UDI Hospital - Hospital UDI São Luís (MA) — Prova 2020
Mulher, 35 anos, é submetida à apendicectomia por apendicite aguda fase III. Recebe alta no 5º DPO, sem intercorrências. Retorna ao serviço de cirurgia no 14º DPO referindo febre, dor em FO e abaulamento. Realizou TC de abdome, que mostrou coleção de 50 ml em região subaponeurótica. A radiologia intervencionista realizou uma drenagem percutânea sob anestesia local, e a paciente recebeu antibioticoterapia por 10 dias. Em relação à classificação de complicações cirúrgicas de Clavien-Dindo, podemos dizer que essa foi uma complicação tipo:
Complicação cirúrgica que requer intervenção sob anestesia local = Clavien-Dindo Grau IIIa.
A classificação de Clavien-Dindo categoriza as complicações cirúrgicas com base na necessidade de intervenção terapêutica. Um abscesso que requer drenagem percutânea sob anestesia local, sem necessidade de anestesia geral, é classificado como Grau IIIa.
A classificação de Clavien-Dindo é uma ferramenta padronizada e amplamente utilizada para categorizar a gravidade das complicações pós-operatórias, permitindo uma comunicação mais clara entre os profissionais e uma avaliação mais objetiva dos resultados cirúrgicos. Ela é essencial para a pesquisa, auditoria e melhoria da qualidade em cirurgia. Sua importância reside em fornecer uma linguagem comum para descrever a morbidade cirúrgica. A classificação se baseia na terapia necessária para tratar a complicação. Grau I envolve desvios do curso pós-operatório normal sem necessidade de tratamento farmacológico ou cirúrgico. Grau II requer tratamento farmacológico (incluindo antibióticos, transfusões). Grau III exige intervenção cirúrgica, endoscópica ou radiológica; subdivide-se em IIIa (anestesia local) e IIIb (anestesia geral). Grau IV representa complicações com risco de vida que exigem tratamento em UTI, com IVa (disfunção de órgão único) e IVb (disfunção de múltiplos órgãos). Grau V é a morte do paciente. No caso apresentado, a drenagem percutânea de um abscesso sob anestesia local se enquadra perfeitamente no Grau IIIa. É crucial que residentes e cirurgiões compreendam e apliquem corretamente essa classificação para uma avaliação precisa da morbidade cirúrgica e para a comparação de resultados entre diferentes centros e técnicas.

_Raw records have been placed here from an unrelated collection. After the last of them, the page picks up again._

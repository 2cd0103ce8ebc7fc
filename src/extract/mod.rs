// src/extract/mod.rs
//! The extraction layer: ten loaders, one tidy table each.
//!
//! Every loader comes in two forms. `try_<loader>` returns the discriminated
//! [`Result`], so callers and tests can see why a table is missing.
//! `<loader>` is the dashboard-facing form: any [`ExtractionFailure`] is
//! logged and replaced with the empty table of the same schema, so one bad
//! workbook never takes the other tables down with it.

pub mod error;
pub mod layout;
pub mod race;
pub mod summary;
pub mod zip;

use std::path::PathBuf;
use tracing::{debug, warn};

pub use error::ExtractionFailure;

use crate::config::{Config, Workbook, WorkbookFiles};
use crate::grid::{open_xlsx_sheet, Grid};
use crate::tables::{
    AgeGroupTrendRow, PopulationTrendRow, PyramidRow, RaceAgeRow, RaceGenderRow, RaceTotalRow,
    RaceTrendRow, TidyRecord, ZipAgeRow, ZipPopulationRow, ZipTrendRow,
};
use layout::SheetRef;

/// Anything that can hand out a sheet of one of the five workbooks.
pub trait WorkbookSource {
    fn open_sheet(&self, sheet: SheetRef) -> Result<Grid, ExtractionFailure>;
}

/// Reads `.xlsx` files from disk. Every call re-opens the file.
#[derive(Debug, Clone)]
pub struct XlsxSource {
    dir: PathBuf,
    files: WorkbookFiles,
}

impl XlsxSource {
    pub fn new(config: &Config) -> Self {
        Self {
            dir: config.workbook_dir.clone(),
            files: config.workbooks.clone(),
        }
    }

    pub fn path(&self, workbook: Workbook) -> PathBuf {
        self.dir.join(self.files.file_name(workbook))
    }
}

impl WorkbookSource for XlsxSource {
    fn open_sheet(&self, sheet: SheetRef) -> Result<Grid, ExtractionFailure> {
        open_xlsx_sheet(&self.path(sheet.workbook), sheet.sheet)
    }
}

/// All ten tables from one pass over the workbooks.
#[derive(Debug, Clone, Default)]
pub struct TableSet {
    pub population_trend: Vec<PopulationTrendRow>,
    pub zip_population: Vec<ZipPopulationRow>,
    pub population_pyramid: Vec<PyramidRow>,
    pub age_group_trends: Vec<AgeGroupTrendRow>,
    pub race_totals: Vec<RaceTotalRow>,
    pub race_trends: Vec<RaceTrendRow>,
    pub race_age_distribution: Vec<RaceAgeRow>,
    pub race_gender_distribution: Vec<RaceGenderRow>,
    pub zip_trends: Vec<ZipTrendRow>,
    pub zip_age_distribution: Vec<ZipAgeRow>,
}

impl TableSet {
    /// `(table, rows)` for every table, in loader order.
    pub fn row_counts(&self) -> Vec<(&'static str, usize)> {
        vec![
            (PopulationTrendRow::TABLE, self.population_trend.len()),
            (ZipPopulationRow::TABLE, self.zip_population.len()),
            (PyramidRow::TABLE, self.population_pyramid.len()),
            (AgeGroupTrendRow::TABLE, self.age_group_trends.len()),
            (RaceTotalRow::TABLE, self.race_totals.len()),
            (RaceTrendRow::TABLE, self.race_trends.len()),
            (RaceAgeRow::TABLE, self.race_age_distribution.len()),
            (RaceGenderRow::TABLE, self.race_gender_distribution.len()),
            (ZipTrendRow::TABLE, self.zip_trends.len()),
            (ZipAgeRow::TABLE, self.zip_age_distribution.len()),
        ]
    }
}

/// Collapse a failed extraction into the empty table.
fn or_empty<R>(loader: &'static str, result: Result<Vec<R>, ExtractionFailure>) -> Vec<R> {
    match result {
        Ok(rows) => rows,
        Err(e) => {
            warn!(loader, cause = %e, "extraction failed, using empty table");
            Vec::new()
        }
    }
}

pub struct Extractor<S = XlsxSource> {
    source: S,
}

impl Extractor<XlsxSource> {
    pub fn new(config: &Config) -> Self {
        Self {
            source: XlsxSource::new(config),
        }
    }
}

impl<S: WorkbookSource> Extractor<S> {
    pub fn with_source(source: S) -> Self {
        Self { source }
    }

    /// Open the sheet and shape it. The grid is dropped before returning.
    fn load<R, F>(&self, sheet: SheetRef, shape: F) -> Result<Vec<R>, ExtractionFailure>
    where
        R: TidyRecord,
        F: FnOnce(&Grid) -> Result<Vec<R>, ExtractionFailure>,
    {
        let grid = self.source.open_sheet(sheet)?;
        let rows = shape(&grid)?;
        debug!(table = R::TABLE, rows = rows.len(), "table shaped");
        Ok(rows)
    }

    #[tracing::instrument(level = "debug", skip(self))]
    pub fn try_population_trend(&self) -> Result<Vec<PopulationTrendRow>, ExtractionFailure> {
        self.load(layout::POPULATION_TREND.source, summary::population_trend)
    }

    pub fn population_trend(&self) -> Vec<PopulationTrendRow> {
        or_empty("population_trend", self.try_population_trend())
    }

    #[tracing::instrument(level = "debug", skip(self))]
    pub fn try_zip_population(&self) -> Result<Vec<ZipPopulationRow>, ExtractionFailure> {
        self.load(layout::ZIP_POPULATION.source, summary::zip_population)
    }

    pub fn zip_population(&self) -> Vec<ZipPopulationRow> {
        or_empty("zip_population", self.try_zip_population())
    }

    #[tracing::instrument(level = "debug", skip(self))]
    pub fn try_population_pyramid(&self) -> Result<Vec<PyramidRow>, ExtractionFailure> {
        self.load(layout::POPULATION_PYRAMID.source, summary::population_pyramid)
    }

    pub fn population_pyramid(&self) -> Vec<PyramidRow> {
        or_empty("population_pyramid", self.try_population_pyramid())
    }

    #[tracing::instrument(level = "debug", skip(self))]
    pub fn try_age_group_trends(&self) -> Result<Vec<AgeGroupTrendRow>, ExtractionFailure> {
        self.load(layout::AGE_GROUP_TRENDS.source, summary::age_group_trends)
    }

    pub fn age_group_trends(&self) -> Vec<AgeGroupTrendRow> {
        or_empty("age_group_trends", self.try_age_group_trends())
    }

    #[tracing::instrument(level = "debug", skip(self))]
    pub fn try_race_totals(&self) -> Result<Vec<RaceTotalRow>, ExtractionFailure> {
        self.load(layout::RACE_ETHNICITY_2023, race::race_totals)
    }

    pub fn race_totals(&self) -> Vec<RaceTotalRow> {
        or_empty("race_totals", self.try_race_totals())
    }

    #[tracing::instrument(level = "debug", skip(self))]
    pub fn try_race_trends(&self) -> Result<Vec<RaceTrendRow>, ExtractionFailure> {
        self.load(layout::RACE_BY_YEAR, race::race_trends)
    }

    pub fn race_trends(&self) -> Vec<RaceTrendRow> {
        or_empty("race_trends", self.try_race_trends())
    }

    #[tracing::instrument(level = "debug", skip(self))]
    pub fn try_race_age_distribution(&self) -> Result<Vec<RaceAgeRow>, ExtractionFailure> {
        self.load(layout::RACE_ETHNICITY_2023, race::race_age_distribution)
    }

    pub fn race_age_distribution(&self) -> Vec<RaceAgeRow> {
        or_empty("race_age_distribution", self.try_race_age_distribution())
    }

    #[tracing::instrument(level = "debug", skip(self))]
    pub fn try_race_gender_distribution(&self) -> Result<Vec<RaceGenderRow>, ExtractionFailure> {
        self.load(layout::RACE_ETHNICITY_2023, race::race_gender_distribution)
    }

    pub fn race_gender_distribution(&self) -> Vec<RaceGenderRow> {
        or_empty(
            "race_gender_distribution",
            self.try_race_gender_distribution(),
        )
    }

    #[tracing::instrument(level = "debug", skip(self))]
    pub fn try_zip_trends(&self) -> Result<Vec<ZipTrendRow>, ExtractionFailure> {
        self.load(layout::ZIP_BY_YEAR, zip::zip_trends)
    }

    pub fn zip_trends(&self) -> Vec<ZipTrendRow> {
        or_empty("zip_trends", self.try_zip_trends())
    }

    #[tracing::instrument(level = "debug", skip(self))]
    pub fn try_zip_age_distribution(&self) -> Result<Vec<ZipAgeRow>, ExtractionFailure> {
        self.load(layout::ZIP_GENDER_AGE, zip::zip_age_distribution)
    }

    pub fn zip_age_distribution(&self) -> Vec<ZipAgeRow> {
        or_empty("zip_age_distribution", self.try_zip_age_distribution())
    }

    /// Run every loader once. Never fails; broken sources yield empty tables.
    pub fn load_all(&self) -> TableSet {
        TableSet {
            population_trend: self.population_trend(),
            zip_population: self.zip_population(),
            population_pyramid: self.population_pyramid(),
            age_group_trends: self.age_group_trends(),
            race_totals: self.race_totals(),
            race_trends: self.race_trends(),
            race_age_distribution: self.race_age_distribution(),
            race_gender_distribution: self.race_gender_distribution(),
            zip_trends: self.zip_trends(),
            zip_age_distribution: self.zip_age_distribution(),
        }
    }
}

#[cfg(test)]
pub(crate) mod tests {
    use super::*;
    use crate::grid::tests::{grid, n, s};
    use anyhow::Result;
    use rust_xlsxwriter::Workbook as XlsxWriter;
    use std::collections::HashMap;
    use tempfile::tempdir;
    use tracing_subscriber::{EnvFilter, FmtSubscriber};

    pub(crate) fn init_test_logging() {
        let subscriber = FmtSubscriber::builder()
            .with_env_filter(
                EnvFilter::try_from_default_env()
                    .unwrap_or_else(|_| EnvFilter::new("info,acsgrid=debug")),
            )
            .with_test_writer()
            .finish();
        let _ = tracing::subscriber::set_global_default(subscriber);
    }

    /// In-memory sheets keyed by sheet name.
    struct MemorySource {
        sheets: HashMap<&'static str, Grid>,
    }

    impl WorkbookSource for MemorySource {
        fn open_sheet(&self, sheet: SheetRef) -> Result<Grid, ExtractionFailure> {
            self.sheets
                .get(sheet.sheet)
                .cloned()
                .ok_or_else(|| ExtractionFailure::SheetNotFound {
                    workbook: format!("{:?}", sheet.workbook),
                    sheet: sheet.sheet.to_string(),
                })
        }
    }

    /// Field names of `R`, checked against an empty batch's schema.
    fn names<R: TidyRecord>() -> Vec<String> {
        let batch = R::record_batch(&[]).unwrap();
        assert_eq!(batch.num_rows(), 0);
        let from_batch: Vec<String> = batch
            .schema()
            .fields()
            .iter()
            .map(|f| f.name().clone())
            .collect();
        assert_eq!(from_batch, R::field_names());
        R::field_names()
    }

    #[test]
    fn missing_workbooks_yield_empty_tables_with_schema() {
        init_test_logging();
        let dir = tempdir().unwrap();
        let config = Config {
            workbook_dir: dir.path().to_path_buf(),
            ..Config::default()
        };
        let extractor = Extractor::new(&config);

        assert!(matches!(
            extractor.try_population_trend(),
            Err(ExtractionFailure::WorkbookNotFound(_))
        ));

        let set = extractor.load_all();
        assert!(set.row_counts().iter().all(|(_, rows)| *rows == 0));
        assert_eq!(set.row_counts().len(), 10);

        assert_eq!(names::<PopulationTrendRow>(), vec!["Year", "Total"]);
        assert_eq!(names::<ZipPopulationRow>(), vec!["ZIP Code", "Population"]);
        assert_eq!(
            names::<PyramidRow>(),
            vec!["Age Group", "Gender", "Population"]
        );
        assert_eq!(
            names::<AgeGroupTrendRow>(),
            vec!["Age Group", "Year", "Population"]
        );
        assert_eq!(
            names::<RaceTotalRow>(),
            vec!["Race/Ethnicity", "Population"]
        );
        assert_eq!(
            names::<RaceTrendRow>(),
            vec!["Year", "Race/Ethnicity", "Population"]
        );
        assert_eq!(
            names::<RaceAgeRow>(),
            vec!["Age Group", "Race/Ethnicity", "Population"]
        );
        assert_eq!(
            names::<RaceGenderRow>(),
            vec!["Race/Ethnicity", "Gender", "Population"]
        );
        assert_eq!(
            names::<ZipTrendRow>(),
            vec!["ZIP Code", "Year", "Population"]
        );
        assert_eq!(
            names::<ZipAgeRow>(),
            vec!["Age Group", "ZIP Code", "Population"]
        );
    }

    #[test]
    fn one_broken_sheet_leaves_the_others_alone() {
        init_test_logging();
        let mut totals = Vec::new();
        for (i, v) in [12345.0, 54321.0, 9876.0, 4321.0, 123.0].iter().enumerate() {
            totals.push((layout::RACE_TOTALS_ROW, 1 + i as u32, n(*v)));
        }
        let mut sheets = HashMap::new();
        sheets.insert(
            layout::RACE_ETHNICITY_2023.sheet,
            grid(layout::RACE_ETHNICITY_2023.sheet, &totals),
        );
        // summary sheet present but shifted: no Year/Total header at row 98
        sheets.insert(
            layout::SUMMARY_2023.sheet,
            grid(layout::SUMMARY_2023.sheet, &[(0, 0, s("Year"))]),
        );
        let extractor = Extractor::with_source(MemorySource { sheets });

        assert!(matches!(
            extractor.try_population_trend(),
            Err(ExtractionFailure::Layout { .. })
        ));
        assert!(matches!(
            extractor.try_zip_trends(),
            Err(ExtractionFailure::SheetNotFound { .. })
        ));

        let set = extractor.load_all();
        assert!(set.population_trend.is_empty());
        assert!(set.zip_trends.is_empty());
        assert_eq!(set.race_totals.len(), 5);
    }

    #[test]
    fn reads_population_trend_from_real_workbook() -> Result<()> {
        init_test_logging();
        let dir = tempdir()?;
        let config = Config {
            workbook_dir: dir.path().to_path_buf(),
            ..Config::default()
        };

        let mut book = XlsxWriter::new();
        let sheet = book.add_worksheet();
        sheet.set_name(layout::SUMMARY_2023.sheet)?;
        sheet.write_string(98, 0, "Year")?;
        sheet.write_string(98, 1, "Total")?;
        for (i, year) in (2011..=2023).enumerate() {
            let row = 99 + i as u32;
            sheet.write_number(row, 0, year as f64)?;
            if year != 2020 {
                sheet.write_number(row, 1, 450_000.0 + (i as f64) * 1_000.0)?;
            }
        }
        book.save(config.workbook_path(Workbook::Summary2023))?;

        let extractor = Extractor::new(&config);
        let rows = extractor.population_trend();
        assert_eq!(rows.len(), 12);
        assert_eq!(rows[0].year, 2011);
        assert_eq!(rows[0].total, 450_000);
        assert!(rows.iter().all(|r| r.year != 2020));

        // other loaders on the same workbook just see no data
        assert!(extractor.try_zip_population()?.is_empty());
        // a sheet the workbook lacks
        assert!(extractor.race_trends().is_empty());
        Ok(())
    }
}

A classificação de Clavien-Dindo varia de Grau I (desvios do curso pós-operatório normal sem necessidade de tratamento farmacológico ou cirúrgico) a Grau V (morte do paciente), com graus intermediários que indicam a necessidade de intervenções.
O Grau IIIa é caracterizado por complicações que necessitam de intervenção cirúrgica, endoscópica ou radiológica, mas que podem ser realizadas sob anestesia local.
A antibioticoterapia para uma complicação é classificada como Grau II, pois envolve tratamento farmacológico para resolver o problema, sem necessidade de intervenção invasiva ou anestesia geral.